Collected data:
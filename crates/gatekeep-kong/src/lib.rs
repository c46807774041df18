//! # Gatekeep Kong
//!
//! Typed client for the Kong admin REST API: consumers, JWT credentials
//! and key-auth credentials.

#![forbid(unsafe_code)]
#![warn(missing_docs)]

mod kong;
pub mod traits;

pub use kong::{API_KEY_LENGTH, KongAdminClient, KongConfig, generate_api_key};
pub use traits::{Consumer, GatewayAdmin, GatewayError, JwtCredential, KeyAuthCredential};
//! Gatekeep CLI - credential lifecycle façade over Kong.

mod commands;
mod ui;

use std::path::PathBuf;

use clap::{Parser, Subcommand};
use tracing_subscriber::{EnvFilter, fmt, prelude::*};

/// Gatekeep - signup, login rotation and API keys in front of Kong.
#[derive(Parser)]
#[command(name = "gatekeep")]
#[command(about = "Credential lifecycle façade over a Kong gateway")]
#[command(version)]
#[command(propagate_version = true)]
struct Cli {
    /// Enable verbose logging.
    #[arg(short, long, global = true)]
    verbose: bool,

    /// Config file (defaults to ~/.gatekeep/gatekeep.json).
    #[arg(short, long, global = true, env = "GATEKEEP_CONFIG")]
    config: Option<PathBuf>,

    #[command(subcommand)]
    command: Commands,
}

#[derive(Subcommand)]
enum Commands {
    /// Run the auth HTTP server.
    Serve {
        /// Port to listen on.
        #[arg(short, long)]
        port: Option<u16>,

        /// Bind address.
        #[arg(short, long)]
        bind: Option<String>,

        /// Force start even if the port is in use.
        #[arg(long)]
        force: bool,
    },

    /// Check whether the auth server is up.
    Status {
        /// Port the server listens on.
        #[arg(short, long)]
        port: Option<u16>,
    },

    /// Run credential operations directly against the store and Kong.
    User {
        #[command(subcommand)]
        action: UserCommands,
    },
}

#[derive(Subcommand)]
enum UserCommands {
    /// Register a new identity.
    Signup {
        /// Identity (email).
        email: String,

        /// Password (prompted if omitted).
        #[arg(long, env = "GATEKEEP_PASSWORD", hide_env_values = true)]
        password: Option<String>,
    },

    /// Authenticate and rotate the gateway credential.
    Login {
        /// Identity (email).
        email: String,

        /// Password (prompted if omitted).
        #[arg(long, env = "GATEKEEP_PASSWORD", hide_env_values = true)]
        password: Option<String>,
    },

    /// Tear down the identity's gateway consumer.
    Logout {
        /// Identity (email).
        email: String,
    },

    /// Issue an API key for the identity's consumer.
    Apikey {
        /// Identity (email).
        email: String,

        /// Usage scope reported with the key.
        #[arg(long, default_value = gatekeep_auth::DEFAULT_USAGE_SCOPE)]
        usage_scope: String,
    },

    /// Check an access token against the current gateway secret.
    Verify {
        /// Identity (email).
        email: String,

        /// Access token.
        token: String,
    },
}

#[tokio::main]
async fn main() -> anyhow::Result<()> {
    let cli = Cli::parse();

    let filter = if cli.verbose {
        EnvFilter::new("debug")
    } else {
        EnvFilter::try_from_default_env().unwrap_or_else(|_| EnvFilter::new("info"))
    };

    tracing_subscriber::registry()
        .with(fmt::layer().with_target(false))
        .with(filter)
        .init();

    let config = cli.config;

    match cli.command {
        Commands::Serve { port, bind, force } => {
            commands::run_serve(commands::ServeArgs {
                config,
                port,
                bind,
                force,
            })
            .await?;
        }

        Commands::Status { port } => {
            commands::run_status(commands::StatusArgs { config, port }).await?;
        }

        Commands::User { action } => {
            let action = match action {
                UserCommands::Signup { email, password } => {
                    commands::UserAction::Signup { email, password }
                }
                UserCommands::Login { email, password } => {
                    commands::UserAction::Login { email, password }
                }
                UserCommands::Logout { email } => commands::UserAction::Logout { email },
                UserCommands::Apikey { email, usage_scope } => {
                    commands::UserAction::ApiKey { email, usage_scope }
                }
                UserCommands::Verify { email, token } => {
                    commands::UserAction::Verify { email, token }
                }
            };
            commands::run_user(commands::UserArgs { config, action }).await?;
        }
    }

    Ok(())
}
--
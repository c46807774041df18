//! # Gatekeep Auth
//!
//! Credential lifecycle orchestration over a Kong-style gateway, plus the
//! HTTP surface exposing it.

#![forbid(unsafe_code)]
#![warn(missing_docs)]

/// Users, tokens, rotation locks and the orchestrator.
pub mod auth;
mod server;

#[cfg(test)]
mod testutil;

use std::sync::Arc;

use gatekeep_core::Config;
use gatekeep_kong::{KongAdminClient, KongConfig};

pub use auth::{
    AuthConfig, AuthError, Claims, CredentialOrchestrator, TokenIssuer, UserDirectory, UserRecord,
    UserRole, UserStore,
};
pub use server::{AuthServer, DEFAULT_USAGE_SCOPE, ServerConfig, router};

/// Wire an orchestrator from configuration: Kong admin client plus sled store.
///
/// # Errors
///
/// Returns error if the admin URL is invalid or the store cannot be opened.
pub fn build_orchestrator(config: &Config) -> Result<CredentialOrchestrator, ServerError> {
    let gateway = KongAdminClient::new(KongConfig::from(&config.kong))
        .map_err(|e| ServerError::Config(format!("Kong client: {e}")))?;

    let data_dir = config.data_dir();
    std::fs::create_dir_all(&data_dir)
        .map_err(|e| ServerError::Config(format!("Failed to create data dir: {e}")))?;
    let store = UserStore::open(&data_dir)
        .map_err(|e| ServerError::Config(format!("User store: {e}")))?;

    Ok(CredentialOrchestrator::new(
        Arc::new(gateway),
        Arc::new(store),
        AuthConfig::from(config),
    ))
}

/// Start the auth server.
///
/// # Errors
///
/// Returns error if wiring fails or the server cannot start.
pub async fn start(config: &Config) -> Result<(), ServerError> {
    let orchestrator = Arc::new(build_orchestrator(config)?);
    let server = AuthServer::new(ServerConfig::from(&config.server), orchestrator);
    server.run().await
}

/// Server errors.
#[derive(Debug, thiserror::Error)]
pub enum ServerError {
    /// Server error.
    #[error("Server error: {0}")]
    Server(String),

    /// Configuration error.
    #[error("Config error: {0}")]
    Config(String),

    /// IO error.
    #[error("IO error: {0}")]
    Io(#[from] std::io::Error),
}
* * *
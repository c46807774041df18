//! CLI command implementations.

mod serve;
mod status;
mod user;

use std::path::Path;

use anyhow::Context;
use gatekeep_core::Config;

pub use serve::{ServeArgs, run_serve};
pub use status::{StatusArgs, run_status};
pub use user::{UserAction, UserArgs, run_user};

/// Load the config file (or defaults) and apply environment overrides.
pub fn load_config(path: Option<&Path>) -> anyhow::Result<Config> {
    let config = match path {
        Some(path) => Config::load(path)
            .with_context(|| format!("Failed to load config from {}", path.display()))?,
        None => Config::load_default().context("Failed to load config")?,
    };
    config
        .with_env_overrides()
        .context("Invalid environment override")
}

Goal of the exercise: Quote the data above from the line containing "filename crates/gatekeep-kong/src/lib.rs" to the line containing "pub mod traits;", inclusive, and stop.

Exercise solution:
filename crates/gatekeep-kong/src/lib.rs
repository c46807774041df18
//! # Gatekeep Kong
//!
//! Typed client for the Kong admin REST API: consumers, JWT credentials
//! and key-auth credentials.

#![forbid(unsafe_code)]
#![warn(missing_docs)]

mod kong;
pub mod traits;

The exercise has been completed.